Tak ada lagi sesi curhat atau bertemu konselor dalam acara komunal di gedung atau offline. Untunglah kecanggihan teknologi menghadirkan solusi. Tinggal di daerah memang punya keterbatasan, tapi era serbadigital memungkinkan kami memperbarui dan menambah ilmu parenting dengan mengakses parentsquads.com portal parenting yang lengkap. Bukan hanya mudah, tapi juga beragam sajiannya, tepat untuk mendukung orangtua atau calon orangtua menemani pertumbuhan anak-anak mereka.
Seiring bertambahnya usia, anak-anak kami pasti membutuhkan pendekatan yang berbeda dengan apa yang kami dapat dari orangtua kami dahulu. Alhamdulillah, kami dianugerahi dua anak laki-laki yang sangat membanggakan dan sejauh ini kesulitannya masih bisa teratasi. Namun jelas kami tidak boleh jumawa dan lengah.
Hal inilah yang membuat kami terus berusaha memantaskan diri sebagai pribadi yang sudah mendapat anugerah sedemikian besar. Pertumbuhan dan perkembangan mereka tak pernah lepas dari pengamatan kami, terutama saya yang rela melepaskan karir pekerjaan demi mengasuh sendiri kedua buah hati kami.
Sembilan "aturan" penting dalam parenting keluargaku
Banyak teman yang sering curhat mengenai pengasuhan putra atau putri mereka. Sebagian besar mengaku memiliki masalah yang sulit mereka atasi. Kami tidak berani untuk memberikan jaminan solusi sebagaimana para pakar parenting karena tentu bukan kapasitas kami untuk melakukannya.
Kami hanya sering menceritakan pada mereka mengenai pengalaman-pengalaman mengasuh kedua buah hati kami. Pengalaman itu merupakan upaya kami menerapkan ilmu parenting yang kami dapat.

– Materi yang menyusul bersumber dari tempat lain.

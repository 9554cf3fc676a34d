//! Codec-to-task notification primitive
//!
//! Producers (codec completion/error callbacks, possibly running in an
//! interrupt-like real-time context) only touch atomics and unpark the
//! waiting thread: no locks, no allocation. Exactly one consumer, the
//! streaming task, waits on it.
//!
//! Transfer-complete notifications are counted rather than flagged, so two
//! completions raised before the task wakes are never merged into one.

use std::sync::atomic::{AtomicBool, AtomicU32, Ordering};
use std::sync::OnceLock;
use std::thread::{self, Thread};

/// Pending notifications taken by one [`Notifier::wait`] call
#[derive(Debug, Clone, Copy, PartialEq, Eq, Default)]
pub struct Wakeup {
    /// Transfer-complete notifications raised since the previous wait
    pub completed: u32,
    /// A transfer error was raised
    pub error: bool,
    /// Cancellation has been requested
    pub cancel: bool,
}

impl Wakeup {
    fn is_empty(&self) -> bool {
        self.completed == 0 && !self.error && !self.cancel
    }
}

/// Per-session notification listener
#[derive(Debug, Default)]
pub struct Notifier {
    completed: AtomicU32,
    error: AtomicBool,
    cancel: AtomicBool,
    waiter: OnceLock<Thread>,
}

impl Notifier {
    pub fn new() -> Self {
        Self::default()
    }

    /// One half of the transfer buffer has been converted
    pub fn transfer_complete(&self) {
        self.completed.fetch_add(1, Ordering::AcqRel);
        self.wake();
    }

    /// The codec detected a transfer fault
    pub fn transfer_error(&self) {
        self.error.store(true, Ordering::Release);
        self.wake();
    }

    /// Ask the streaming task to stop at its next wake-up
    pub fn request_cancel(&self) {
        self.cancel.store(true, Ordering::Release);
        self.wake();
    }

    pub fn is_cancel_requested(&self) -> bool {
        self.cancel.load(Ordering::Acquire)
    }

    /// Register the calling thread as the single consumer.
    ///
    /// Signals raised before binding are kept and returned by the first wait.
    pub fn bind_current_thread(&self) {
        let _ = self.waiter.set(thread::current());
    }

    /// Block until at least one notification is pending, then take them.
    ///
    /// Cancellation stays set once requested; completions and errors are
    /// consumed.
    pub fn wait(&self) -> Wakeup {
        loop {
            let wakeup = self.take();
            if !wakeup.is_empty() {
                return wakeup;
            }
            // Spurious unparks just loop around
            thread::park();
        }
    }

    /// Take pending notifications without blocking
    pub fn take(&self) -> Wakeup {
        Wakeup {
            completed: self.completed.swap(0, Ordering::AcqRel),
            error: self.error.swap(false, Ordering::AcqRel),
            cancel: self.cancel.load(Ordering::Acquire),
        }
    }

    fn wake(&self) {
        if let Some(thread) = self.waiter.get() {
            thread.unpark();
        }
    }
}

#[cfg(test)]
mod tests {
    use super::*;
    use std::sync::Arc;
    use std::time::Duration;

    #[test]
    fn test_completions_are_counted() {
        let notifier = Notifier::new();
        notifier.transfer_complete();
        notifier.transfer_complete();
        notifier.transfer_complete();

        let wakeup = notifier.take();
        assert_eq!(wakeup.completed, 3);
        assert!(!wakeup.error);
        assert_eq!(notifier.take(), Wakeup::default());
    }

    #[test]
    fn test_cancel_is_sticky() {
        let notifier = Notifier::new();
        notifier.request_cancel();
        assert!(notifier.take().cancel);
        assert!(notifier.take().cancel);
        assert!(notifier.is_cancel_requested());
    }

    #[test]
    fn test_signals_before_binding_are_not_lost() {
        let notifier = Arc::new(Notifier::new());
        notifier.transfer_error();

        let consumer = Arc::clone(&notifier);
        let handle = std::thread::spawn(move || {
            consumer.bind_current_thread();
            consumer.wait()
        });

        let wakeup = handle.join().unwrap();
        assert!(wakeup.error);
    }

    #[test]
    fn test_wait_wakes_on_signal_from_other_thread() {
        let notifier = Arc::new(Notifier::new());
        let consumer = Arc::clone(&notifier);
        let handle = std::thread::spawn(move || {
            consumer.bind_current_thread();
            consumer.wait()
        });

        std::thread::sleep(Duration::from_millis(20));
        notifier.transfer_complete();

        assert_eq!(handle.join().unwrap().completed, 1);
    }
}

Dari pengalaman keluarga kami tersebut, saya membuat sebuah pola yang kemudian menjadi semacam panduan parenting keluarga kami. Ada sembilan hal yang harus dihindari, bukan hanya oleh anak-anak, tetapi juga oleh kami sebagai orangtua. Larangan ini dibuat sebagai rambu agar kami mampu menjadi keluarga bahagia, lahir dan batin. Bukankah bahagia itu merupakan hal terbaik yang harus kita upayakan?
Apa saja sih larangan yang mesti dihindari itu? Mengapa harus dihindari? Bagaimana cara menanamkan pemahaman tersebut kepada anak-anak? Yuk simak 9 "jangan" yang sangat penting bagi keluarga kami.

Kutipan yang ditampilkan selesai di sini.